Saved entries
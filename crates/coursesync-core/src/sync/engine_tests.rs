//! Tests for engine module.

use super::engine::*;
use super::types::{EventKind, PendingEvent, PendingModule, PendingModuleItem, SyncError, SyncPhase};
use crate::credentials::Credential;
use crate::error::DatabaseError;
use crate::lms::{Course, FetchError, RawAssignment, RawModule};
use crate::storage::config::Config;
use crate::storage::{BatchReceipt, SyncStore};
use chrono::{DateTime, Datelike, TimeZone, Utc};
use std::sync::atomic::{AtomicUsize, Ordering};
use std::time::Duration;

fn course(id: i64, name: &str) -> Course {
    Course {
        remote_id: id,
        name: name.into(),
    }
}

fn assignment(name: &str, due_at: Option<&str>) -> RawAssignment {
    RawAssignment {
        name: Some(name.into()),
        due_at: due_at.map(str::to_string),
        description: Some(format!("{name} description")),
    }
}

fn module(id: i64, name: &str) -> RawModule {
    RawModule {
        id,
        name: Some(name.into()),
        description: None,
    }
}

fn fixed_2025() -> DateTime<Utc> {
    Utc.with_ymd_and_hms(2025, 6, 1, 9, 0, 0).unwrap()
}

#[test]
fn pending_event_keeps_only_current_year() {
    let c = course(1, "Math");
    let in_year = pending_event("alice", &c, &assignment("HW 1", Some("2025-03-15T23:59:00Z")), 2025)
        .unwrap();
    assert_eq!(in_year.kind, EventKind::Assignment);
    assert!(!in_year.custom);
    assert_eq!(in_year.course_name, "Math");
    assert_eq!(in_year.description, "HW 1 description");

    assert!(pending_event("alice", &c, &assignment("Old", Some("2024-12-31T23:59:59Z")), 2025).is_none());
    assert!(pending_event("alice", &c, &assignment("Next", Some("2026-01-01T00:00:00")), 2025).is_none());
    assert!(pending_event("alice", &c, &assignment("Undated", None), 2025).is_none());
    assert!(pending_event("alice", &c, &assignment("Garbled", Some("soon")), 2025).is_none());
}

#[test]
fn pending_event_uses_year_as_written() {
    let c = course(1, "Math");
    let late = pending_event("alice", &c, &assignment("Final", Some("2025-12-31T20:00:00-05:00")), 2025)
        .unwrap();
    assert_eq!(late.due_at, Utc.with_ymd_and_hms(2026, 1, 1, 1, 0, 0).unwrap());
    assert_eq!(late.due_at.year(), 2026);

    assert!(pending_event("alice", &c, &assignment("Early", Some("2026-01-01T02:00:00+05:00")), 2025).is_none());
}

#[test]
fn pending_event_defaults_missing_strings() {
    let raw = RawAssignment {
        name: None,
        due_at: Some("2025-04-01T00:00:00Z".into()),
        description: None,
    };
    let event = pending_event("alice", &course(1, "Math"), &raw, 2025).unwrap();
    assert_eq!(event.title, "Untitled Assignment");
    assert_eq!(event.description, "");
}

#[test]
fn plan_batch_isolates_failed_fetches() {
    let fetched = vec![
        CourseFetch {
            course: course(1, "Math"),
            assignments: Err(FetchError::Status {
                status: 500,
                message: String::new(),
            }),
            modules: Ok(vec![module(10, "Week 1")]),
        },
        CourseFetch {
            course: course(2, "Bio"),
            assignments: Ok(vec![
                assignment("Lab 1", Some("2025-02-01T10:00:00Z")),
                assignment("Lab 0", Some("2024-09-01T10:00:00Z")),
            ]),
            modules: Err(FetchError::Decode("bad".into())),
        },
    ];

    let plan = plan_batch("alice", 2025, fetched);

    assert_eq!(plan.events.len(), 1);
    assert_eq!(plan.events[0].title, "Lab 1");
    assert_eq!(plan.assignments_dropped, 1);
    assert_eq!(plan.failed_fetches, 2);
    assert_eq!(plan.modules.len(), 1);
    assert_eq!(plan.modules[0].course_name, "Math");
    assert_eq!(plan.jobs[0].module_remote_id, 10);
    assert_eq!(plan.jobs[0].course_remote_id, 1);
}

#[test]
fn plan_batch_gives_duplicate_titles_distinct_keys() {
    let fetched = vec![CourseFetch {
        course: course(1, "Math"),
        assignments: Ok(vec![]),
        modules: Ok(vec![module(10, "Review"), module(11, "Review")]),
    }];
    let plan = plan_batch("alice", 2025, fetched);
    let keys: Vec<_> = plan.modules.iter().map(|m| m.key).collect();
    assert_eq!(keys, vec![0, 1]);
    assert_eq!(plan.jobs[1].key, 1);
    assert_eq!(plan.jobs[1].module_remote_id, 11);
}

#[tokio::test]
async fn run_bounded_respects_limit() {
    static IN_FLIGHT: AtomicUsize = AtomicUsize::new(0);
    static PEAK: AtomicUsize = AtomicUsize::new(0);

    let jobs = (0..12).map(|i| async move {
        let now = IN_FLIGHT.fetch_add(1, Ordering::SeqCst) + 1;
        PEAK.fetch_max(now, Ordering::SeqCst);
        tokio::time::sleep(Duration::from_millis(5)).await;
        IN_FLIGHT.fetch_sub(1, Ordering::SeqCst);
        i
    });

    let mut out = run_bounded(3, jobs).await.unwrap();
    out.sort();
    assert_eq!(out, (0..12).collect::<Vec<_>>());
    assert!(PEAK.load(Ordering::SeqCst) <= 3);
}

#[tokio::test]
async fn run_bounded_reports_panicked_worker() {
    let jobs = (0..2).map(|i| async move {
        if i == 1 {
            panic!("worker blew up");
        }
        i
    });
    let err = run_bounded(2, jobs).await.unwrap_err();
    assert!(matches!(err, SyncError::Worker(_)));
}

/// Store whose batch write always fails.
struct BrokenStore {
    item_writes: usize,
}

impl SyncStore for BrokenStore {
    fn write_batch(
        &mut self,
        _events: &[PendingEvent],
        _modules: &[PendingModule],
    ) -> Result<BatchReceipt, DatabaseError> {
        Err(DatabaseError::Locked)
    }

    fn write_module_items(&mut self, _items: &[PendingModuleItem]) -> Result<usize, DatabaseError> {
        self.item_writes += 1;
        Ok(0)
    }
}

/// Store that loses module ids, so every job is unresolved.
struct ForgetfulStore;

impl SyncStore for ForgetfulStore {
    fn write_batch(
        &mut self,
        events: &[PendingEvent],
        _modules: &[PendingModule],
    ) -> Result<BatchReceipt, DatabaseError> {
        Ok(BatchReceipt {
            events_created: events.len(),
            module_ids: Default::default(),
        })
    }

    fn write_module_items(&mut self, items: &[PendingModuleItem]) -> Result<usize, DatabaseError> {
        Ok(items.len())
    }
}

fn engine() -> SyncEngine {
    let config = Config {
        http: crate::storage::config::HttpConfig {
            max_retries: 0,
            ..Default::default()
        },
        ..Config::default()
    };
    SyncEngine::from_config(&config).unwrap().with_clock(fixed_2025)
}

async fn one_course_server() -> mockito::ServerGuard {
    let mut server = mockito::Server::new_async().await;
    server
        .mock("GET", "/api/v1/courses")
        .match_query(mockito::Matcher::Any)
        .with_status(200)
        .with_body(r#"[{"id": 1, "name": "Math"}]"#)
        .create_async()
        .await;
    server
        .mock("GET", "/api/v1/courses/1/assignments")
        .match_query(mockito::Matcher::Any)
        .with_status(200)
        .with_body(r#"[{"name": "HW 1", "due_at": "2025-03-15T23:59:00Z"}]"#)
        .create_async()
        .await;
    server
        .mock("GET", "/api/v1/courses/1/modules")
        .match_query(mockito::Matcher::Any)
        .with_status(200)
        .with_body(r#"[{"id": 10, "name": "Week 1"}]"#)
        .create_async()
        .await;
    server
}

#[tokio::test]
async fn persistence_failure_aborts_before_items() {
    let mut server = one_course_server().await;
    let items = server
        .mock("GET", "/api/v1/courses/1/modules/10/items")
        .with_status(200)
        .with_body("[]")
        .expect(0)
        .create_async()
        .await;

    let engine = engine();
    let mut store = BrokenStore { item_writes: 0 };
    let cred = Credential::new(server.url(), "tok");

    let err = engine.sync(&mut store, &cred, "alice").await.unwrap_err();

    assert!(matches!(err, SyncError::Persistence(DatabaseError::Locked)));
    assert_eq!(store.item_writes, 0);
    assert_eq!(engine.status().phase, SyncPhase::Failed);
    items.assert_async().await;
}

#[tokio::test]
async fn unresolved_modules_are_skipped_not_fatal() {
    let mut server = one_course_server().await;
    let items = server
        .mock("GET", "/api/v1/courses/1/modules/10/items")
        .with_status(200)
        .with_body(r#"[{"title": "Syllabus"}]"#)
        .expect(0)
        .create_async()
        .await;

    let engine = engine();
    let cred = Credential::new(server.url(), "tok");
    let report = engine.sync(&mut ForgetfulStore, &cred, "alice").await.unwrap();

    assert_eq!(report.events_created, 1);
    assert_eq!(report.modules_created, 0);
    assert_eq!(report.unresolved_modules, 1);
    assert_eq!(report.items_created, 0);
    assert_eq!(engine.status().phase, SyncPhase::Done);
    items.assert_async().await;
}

--

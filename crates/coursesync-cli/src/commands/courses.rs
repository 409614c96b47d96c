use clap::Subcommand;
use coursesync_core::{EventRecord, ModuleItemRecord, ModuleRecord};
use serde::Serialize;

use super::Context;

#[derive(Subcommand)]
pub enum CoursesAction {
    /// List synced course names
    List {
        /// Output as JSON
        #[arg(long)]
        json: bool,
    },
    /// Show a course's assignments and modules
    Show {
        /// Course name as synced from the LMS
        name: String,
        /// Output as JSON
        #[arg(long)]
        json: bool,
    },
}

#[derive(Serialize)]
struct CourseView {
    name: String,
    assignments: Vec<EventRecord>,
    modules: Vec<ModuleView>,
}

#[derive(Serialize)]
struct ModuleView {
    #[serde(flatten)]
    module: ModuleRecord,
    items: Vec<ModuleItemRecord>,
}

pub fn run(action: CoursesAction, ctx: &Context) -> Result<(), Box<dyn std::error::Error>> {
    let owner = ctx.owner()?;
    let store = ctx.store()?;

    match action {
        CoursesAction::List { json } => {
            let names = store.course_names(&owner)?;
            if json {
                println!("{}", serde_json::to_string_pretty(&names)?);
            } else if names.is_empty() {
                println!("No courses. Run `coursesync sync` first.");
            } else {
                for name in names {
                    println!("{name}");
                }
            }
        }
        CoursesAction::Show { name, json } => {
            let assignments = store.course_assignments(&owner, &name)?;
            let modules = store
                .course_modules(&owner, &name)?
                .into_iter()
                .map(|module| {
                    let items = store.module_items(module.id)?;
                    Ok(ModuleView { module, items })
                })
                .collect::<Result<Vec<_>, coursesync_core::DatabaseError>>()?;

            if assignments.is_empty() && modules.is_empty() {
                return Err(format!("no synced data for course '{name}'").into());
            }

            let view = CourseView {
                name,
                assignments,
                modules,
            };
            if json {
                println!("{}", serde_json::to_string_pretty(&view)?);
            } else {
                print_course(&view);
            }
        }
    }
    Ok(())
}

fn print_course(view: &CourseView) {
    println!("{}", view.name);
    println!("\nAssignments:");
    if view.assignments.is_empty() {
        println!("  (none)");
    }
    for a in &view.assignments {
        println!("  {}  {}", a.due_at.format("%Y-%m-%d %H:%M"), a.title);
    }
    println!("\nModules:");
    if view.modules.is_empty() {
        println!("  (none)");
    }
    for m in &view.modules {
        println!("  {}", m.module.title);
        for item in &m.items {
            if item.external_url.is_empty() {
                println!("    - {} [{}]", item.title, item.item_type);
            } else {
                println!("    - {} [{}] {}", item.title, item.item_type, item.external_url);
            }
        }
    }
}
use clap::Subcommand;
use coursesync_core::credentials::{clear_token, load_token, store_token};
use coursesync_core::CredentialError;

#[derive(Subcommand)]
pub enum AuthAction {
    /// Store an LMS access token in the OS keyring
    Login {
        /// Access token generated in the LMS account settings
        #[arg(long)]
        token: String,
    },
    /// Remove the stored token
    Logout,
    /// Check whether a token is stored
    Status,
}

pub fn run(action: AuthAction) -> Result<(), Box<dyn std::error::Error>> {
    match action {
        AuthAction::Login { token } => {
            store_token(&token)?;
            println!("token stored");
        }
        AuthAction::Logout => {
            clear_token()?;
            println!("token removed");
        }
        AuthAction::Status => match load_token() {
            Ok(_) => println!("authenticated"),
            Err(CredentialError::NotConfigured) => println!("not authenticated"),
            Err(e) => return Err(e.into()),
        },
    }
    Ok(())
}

--

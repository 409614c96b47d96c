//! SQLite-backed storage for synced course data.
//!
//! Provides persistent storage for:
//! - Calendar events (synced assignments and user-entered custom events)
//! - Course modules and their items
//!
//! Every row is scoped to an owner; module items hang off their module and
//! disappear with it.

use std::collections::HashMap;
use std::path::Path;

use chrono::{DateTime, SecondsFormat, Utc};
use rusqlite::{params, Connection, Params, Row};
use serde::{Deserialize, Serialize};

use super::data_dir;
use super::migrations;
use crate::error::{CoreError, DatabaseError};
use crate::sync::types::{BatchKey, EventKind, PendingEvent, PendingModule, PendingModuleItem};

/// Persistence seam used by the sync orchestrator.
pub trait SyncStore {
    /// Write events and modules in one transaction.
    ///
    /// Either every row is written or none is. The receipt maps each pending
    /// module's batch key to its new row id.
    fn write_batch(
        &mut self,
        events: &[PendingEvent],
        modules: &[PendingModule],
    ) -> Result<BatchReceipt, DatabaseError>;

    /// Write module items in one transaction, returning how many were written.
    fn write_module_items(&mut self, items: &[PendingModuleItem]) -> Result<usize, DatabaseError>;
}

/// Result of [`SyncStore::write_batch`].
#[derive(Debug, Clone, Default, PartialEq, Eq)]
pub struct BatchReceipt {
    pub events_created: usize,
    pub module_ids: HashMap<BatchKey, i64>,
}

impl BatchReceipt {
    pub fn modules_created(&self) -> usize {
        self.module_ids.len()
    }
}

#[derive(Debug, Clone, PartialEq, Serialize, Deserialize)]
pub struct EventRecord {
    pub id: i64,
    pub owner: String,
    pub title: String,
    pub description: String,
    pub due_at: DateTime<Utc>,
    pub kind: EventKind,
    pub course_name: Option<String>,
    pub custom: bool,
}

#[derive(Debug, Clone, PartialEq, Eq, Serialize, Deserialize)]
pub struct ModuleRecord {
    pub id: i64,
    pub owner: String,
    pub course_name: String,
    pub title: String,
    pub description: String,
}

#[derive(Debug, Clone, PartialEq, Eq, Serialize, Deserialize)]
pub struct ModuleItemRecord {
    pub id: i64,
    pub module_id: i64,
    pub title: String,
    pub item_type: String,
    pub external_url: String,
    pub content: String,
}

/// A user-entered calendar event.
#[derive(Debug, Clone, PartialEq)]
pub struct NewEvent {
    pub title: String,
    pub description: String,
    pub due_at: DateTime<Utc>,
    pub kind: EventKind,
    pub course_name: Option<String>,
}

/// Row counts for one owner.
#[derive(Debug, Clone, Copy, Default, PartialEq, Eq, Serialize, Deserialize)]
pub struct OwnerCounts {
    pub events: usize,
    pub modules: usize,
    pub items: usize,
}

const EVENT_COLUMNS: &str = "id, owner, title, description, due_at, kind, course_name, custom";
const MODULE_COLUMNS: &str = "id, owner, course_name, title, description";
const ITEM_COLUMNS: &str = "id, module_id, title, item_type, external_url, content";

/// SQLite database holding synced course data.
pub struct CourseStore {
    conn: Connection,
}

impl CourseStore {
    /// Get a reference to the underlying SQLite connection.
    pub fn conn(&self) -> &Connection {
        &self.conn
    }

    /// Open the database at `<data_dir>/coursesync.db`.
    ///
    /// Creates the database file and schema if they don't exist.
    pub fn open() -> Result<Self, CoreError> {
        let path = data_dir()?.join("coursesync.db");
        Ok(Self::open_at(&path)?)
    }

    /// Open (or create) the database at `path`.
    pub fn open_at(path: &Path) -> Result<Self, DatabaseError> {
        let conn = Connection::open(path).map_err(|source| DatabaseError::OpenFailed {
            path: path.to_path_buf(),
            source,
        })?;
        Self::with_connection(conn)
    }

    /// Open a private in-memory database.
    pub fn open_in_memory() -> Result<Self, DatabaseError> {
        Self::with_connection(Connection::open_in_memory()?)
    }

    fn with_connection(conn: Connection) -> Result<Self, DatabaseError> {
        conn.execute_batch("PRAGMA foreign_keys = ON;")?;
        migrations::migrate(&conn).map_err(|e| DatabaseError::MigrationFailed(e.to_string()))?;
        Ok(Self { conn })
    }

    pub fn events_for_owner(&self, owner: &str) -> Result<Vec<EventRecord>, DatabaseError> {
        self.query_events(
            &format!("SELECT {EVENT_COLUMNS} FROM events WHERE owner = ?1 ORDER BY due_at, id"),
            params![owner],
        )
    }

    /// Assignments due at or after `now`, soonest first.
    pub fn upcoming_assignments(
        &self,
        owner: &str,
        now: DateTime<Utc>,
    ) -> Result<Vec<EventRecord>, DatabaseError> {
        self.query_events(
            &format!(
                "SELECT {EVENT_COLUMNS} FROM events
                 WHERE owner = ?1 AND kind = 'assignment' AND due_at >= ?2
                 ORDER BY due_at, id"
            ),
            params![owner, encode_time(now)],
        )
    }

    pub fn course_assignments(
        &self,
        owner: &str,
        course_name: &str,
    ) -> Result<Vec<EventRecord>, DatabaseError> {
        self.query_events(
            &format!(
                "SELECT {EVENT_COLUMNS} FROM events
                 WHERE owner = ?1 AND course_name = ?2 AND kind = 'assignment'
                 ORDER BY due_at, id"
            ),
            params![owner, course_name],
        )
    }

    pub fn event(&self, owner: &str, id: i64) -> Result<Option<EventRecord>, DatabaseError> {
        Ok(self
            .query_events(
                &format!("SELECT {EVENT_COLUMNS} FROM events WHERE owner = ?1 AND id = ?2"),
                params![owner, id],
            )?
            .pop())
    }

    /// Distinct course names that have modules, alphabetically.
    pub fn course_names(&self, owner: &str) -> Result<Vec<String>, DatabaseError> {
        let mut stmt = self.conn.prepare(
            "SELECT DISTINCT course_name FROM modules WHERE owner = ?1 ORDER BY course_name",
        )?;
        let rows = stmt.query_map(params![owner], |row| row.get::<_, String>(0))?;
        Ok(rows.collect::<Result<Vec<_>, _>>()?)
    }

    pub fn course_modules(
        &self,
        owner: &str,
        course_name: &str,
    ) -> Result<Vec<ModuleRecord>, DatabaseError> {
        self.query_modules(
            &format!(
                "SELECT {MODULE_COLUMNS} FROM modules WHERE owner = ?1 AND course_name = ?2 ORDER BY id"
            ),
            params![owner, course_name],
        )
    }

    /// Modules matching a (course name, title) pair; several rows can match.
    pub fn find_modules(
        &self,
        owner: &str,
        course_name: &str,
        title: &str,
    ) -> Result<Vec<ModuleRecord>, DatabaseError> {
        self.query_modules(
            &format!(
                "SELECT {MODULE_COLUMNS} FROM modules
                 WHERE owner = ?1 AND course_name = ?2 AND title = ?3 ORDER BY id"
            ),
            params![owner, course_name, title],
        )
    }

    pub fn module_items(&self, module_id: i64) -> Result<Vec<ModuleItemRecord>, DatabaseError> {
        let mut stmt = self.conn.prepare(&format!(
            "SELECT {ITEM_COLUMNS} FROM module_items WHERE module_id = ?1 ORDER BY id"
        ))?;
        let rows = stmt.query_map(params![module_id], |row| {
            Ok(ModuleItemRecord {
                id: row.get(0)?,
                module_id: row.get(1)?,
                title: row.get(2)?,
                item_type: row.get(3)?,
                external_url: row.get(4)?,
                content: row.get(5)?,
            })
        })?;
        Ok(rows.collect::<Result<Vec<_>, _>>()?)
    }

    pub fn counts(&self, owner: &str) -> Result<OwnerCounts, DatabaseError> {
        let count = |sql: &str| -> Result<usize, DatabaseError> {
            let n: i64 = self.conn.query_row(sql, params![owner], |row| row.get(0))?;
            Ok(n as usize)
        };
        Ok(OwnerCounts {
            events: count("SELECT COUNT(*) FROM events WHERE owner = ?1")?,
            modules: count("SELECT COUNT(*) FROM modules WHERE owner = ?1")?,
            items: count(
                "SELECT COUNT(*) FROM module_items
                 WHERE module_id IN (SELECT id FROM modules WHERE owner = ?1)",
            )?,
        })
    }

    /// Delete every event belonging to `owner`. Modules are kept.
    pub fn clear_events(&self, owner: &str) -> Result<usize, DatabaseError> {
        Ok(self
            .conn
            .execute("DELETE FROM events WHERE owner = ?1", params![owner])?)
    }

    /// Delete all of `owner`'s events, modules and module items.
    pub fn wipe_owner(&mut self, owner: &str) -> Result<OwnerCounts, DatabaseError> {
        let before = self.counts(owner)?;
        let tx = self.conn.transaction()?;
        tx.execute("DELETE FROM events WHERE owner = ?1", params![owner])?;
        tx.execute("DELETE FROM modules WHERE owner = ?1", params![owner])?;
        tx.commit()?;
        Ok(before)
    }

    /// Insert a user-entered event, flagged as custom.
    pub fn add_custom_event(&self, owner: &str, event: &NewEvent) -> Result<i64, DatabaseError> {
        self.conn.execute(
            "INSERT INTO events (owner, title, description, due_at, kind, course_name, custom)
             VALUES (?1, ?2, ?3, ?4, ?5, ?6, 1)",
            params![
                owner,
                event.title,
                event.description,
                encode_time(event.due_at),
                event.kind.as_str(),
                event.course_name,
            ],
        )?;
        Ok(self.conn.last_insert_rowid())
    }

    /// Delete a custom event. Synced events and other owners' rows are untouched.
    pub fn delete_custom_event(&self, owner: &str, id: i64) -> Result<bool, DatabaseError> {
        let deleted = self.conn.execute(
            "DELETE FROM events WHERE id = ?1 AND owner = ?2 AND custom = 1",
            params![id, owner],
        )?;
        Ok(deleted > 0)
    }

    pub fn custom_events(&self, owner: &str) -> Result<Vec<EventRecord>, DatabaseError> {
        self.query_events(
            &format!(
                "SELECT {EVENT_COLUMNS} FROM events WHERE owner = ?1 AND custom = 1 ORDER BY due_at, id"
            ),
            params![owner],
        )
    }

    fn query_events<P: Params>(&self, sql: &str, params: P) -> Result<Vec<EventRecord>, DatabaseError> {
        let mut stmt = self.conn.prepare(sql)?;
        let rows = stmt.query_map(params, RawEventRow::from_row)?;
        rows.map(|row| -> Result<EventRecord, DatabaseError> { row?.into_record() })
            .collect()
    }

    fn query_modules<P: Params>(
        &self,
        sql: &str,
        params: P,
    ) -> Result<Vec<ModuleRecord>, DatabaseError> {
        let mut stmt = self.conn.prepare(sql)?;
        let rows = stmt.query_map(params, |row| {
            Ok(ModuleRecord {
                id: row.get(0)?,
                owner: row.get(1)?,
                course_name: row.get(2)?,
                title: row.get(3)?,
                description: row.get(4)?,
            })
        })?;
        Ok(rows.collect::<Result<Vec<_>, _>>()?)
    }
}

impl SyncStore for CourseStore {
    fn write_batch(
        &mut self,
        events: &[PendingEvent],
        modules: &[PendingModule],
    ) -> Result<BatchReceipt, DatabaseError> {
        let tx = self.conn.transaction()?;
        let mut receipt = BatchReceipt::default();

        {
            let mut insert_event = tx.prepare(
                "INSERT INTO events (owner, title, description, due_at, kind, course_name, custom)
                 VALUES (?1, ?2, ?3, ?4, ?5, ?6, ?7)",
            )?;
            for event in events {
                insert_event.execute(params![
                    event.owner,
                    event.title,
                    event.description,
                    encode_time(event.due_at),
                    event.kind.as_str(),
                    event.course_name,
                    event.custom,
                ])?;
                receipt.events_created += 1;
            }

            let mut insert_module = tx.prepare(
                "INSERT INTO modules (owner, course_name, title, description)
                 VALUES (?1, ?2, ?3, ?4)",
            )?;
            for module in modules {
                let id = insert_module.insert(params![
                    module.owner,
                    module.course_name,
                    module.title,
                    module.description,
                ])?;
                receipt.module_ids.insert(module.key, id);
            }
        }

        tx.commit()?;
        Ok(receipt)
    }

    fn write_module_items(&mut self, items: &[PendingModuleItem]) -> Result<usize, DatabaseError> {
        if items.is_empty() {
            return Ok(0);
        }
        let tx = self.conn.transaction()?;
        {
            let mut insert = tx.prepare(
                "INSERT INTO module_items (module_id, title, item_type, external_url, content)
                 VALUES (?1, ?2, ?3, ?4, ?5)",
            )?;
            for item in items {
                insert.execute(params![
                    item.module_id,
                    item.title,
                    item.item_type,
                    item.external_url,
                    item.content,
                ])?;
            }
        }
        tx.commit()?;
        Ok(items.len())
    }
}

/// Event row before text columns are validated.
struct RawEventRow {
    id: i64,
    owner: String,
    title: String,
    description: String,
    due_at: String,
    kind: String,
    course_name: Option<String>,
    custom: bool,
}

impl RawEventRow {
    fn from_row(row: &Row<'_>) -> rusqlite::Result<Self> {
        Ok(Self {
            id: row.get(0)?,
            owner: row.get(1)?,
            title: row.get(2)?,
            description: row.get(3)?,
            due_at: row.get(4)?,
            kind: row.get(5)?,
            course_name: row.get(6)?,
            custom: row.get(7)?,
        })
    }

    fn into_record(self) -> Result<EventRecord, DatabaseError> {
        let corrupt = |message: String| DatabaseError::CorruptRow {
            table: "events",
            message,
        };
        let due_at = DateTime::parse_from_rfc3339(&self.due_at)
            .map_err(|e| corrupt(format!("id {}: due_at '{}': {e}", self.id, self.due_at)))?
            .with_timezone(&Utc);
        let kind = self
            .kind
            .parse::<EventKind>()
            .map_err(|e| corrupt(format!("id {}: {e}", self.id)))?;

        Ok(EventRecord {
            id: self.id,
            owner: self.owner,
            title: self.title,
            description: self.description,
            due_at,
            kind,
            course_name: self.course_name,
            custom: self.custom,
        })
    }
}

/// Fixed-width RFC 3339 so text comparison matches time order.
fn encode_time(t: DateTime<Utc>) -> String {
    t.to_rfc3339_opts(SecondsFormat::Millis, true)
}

▸ **EXERCISE BRIEF**
A lone number is the expected answer: the count of lines in these entries holding the string "authenticated".

▸ **FINISHED EXERCISE**
2